The immunoprofile of two NEMO deficiency relatives patients in age range 6–16 year (N1 and N2) (Figure 4A) and bearing a splice site mutation in the 59 UTR of the NEMO transcript, was skewed differently: N1 more vs. TCM CD4+ while N2 showed a trend vs. TEM/EMRA CD8+.

The older than 16 year CVID patient (V16), mother of patient V2 and bearing the same NFKB2 mutation of her child, outlied far in the upper right quadrant, influenced by the highly increased TN CD4+ frequencies (Figure 4B). In the same age range two CVID patients (V11, V15), segregated according to their relative TCM CD4+ expansion, maintaining normal TN CD8+ frequencies: V15 carried a Cytotoxic T-Lymphocyte-Associated protein 4 deficiency (CTLA4) while patient V11 is still under investigation (Figure 4B). The single selective IgM deficiency patient (M1) was not characterized by a distinctive differentiation pattern, although segregating outside HD area (Figure 4B).

DGS and Thymic excision patients were distributed in a broad area between controls and CID group (Figure 5 and Supplementary Figure 5B) mirroring the reported variable T cell defect severity and highlighting those with a CID-like phenotype (D4 and D12). Consistently, patient D1, the only one affected by complete DGS, resembling a SCID phenotype, clustered close to SCID area.

FIGURE 5
www.frontiersin.org

Figure 5. PCA Scatter plots of T cell subpopulations frequencies of DiGeorge Syndrome (DGS, yellow dots and letter D) patients, Thymic Excision patients (TE, distinguished by purple dots and letter T), Combined Immunodeficiency (CID, represented by blue dots and the letter C) patients and healthy donors are shown as gray dots. D1 is the complete DGS patient, D4 and D12 are partial DGS patients with a CID-like clinical presentation.

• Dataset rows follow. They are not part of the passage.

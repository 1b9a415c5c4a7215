//! Core domain logic for the OrgAtlas directory.
//! This crate is the single source of truth for directory invariants.

pub mod db;
pub mod geo;
pub mod logging;
pub mod model;
pub mod repo;
pub mod seed;
pub mod service;
pub mod taxonomy;

pub use geo::{great_circle_distance_km, BoundingBox, GeoError, GeoPoint, RadiusQuery};
pub use logging::{default_log_level, init_logging, logging_status};
pub use model::activity::{Activity, ActivityId, ActivityNode, NewActivity, MAX_ACTIVITY_DEPTH};
pub use model::building::{Building, BuildingId, NewBuilding};
pub use model::organization::{NewOrganization, Organization, OrganizationId, Phone, PhoneId};
pub use model::ValidationError;
pub use repo::activity_repo::{ActivityRepository, SqliteActivityRepository};
pub use repo::building_repo::{BuildingRepository, SqliteBuildingRepository};
pub use repo::organization_repo::{
    OrganizationFilter, OrganizationRepository, SqliteOrganizationRepository,
};
pub use repo::{RepoError, RepoResult};
pub use seed::{seed_demo_directory, SeedSummary};
pub use service::activity_service::ActivityService;
pub use service::building_service::BuildingService;
pub use service::organization_service::OrganizationService;
pub use service::{DirectoryError, DirectoryResult, ErrorKind, SqliteDirectory};
pub use taxonomy::{activity_level, expand_descendants, TaxonomyIndex, TaxonomyStore};

/// Returns the core crate version.
pub fn core_version() -> &'static str {
    env!("CARGO_PKG_VERSION")
}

Notably, CGD patients showed a trend vs. effector memory subsets, more evident in older patients and in the younger ones (G5 and G6) with a more severe clinical presentation (Figure 6).

FIGURE 6
www.frontiersin.org

Figure 6. PCA Scatter plots of T cell subpopulations frequencies of Chronic Granulomatous Disease (CGD) patients divided by age: younger CGD patients (G1, G2, G3, G4, G5, G6, G7, G8 represented by green dots) are <16 year old; they cluster inside HD area with the exception of G5 and G6, that are two twin brothers with a severe clinical presentation. The older than 16 year CGD patients (G9, G10, G11, G12, G13 drawn as fuchsia dots), show a CID-like immunoprofile.

Discussion

Several attempts have been used to categorize PIDs based on clinical manifestations, humoral immune defects and T cell phenotypes. Standardized disease definitions are still lacking in the current classification for PIDs, especially in pediatric age (15, 21). Unsupervised clustering methods applied to immunophenotype data might provide additional information regarding the diagnostic and clinical criteria of PIDs, which do not fulfill any classification. We particularly focused our analysis on specific categories of patients, as well as CID and CVID given their high clinical heterogeneity, which increases the complexity of the diagnostic approach and the clinical management. Indeed, according to PCA analysis, most of CID patients clearly segregated from healthy donors and the principal discriminating variables resulted the TCM CD4+ and TEM CD8+ and to a lesser extent TEMRA CD8+ cell subsets, suggesting an imbalance between CD4+ helper and CD8+ cytotoxic function in peripheral sites (22, 23). Their expansion in the majority of CID patients is partially explained by a lymphopenia-induced proliferation process (24, 25), but also revealed a trend to an accelerated T cell exhaustion leading to an inefficient immune response and the risk to develop immunedysregulation phenomena (6). This is particularly evident in APDS patients (C9, C13, C14, C15) (Figure 2B), in which their T cell senescence leads to a higher risk of chronic infection, such as EBV replication, and therefore to lymphoproliferative disease/malignancy susceptibility (26). At the same time PCA clearly identified two CID patients (C3, C7) with milder clinical course segregating far from CID area and close to HD (Figure 4A), distinguishing them from those at higher risk to develop severe complications.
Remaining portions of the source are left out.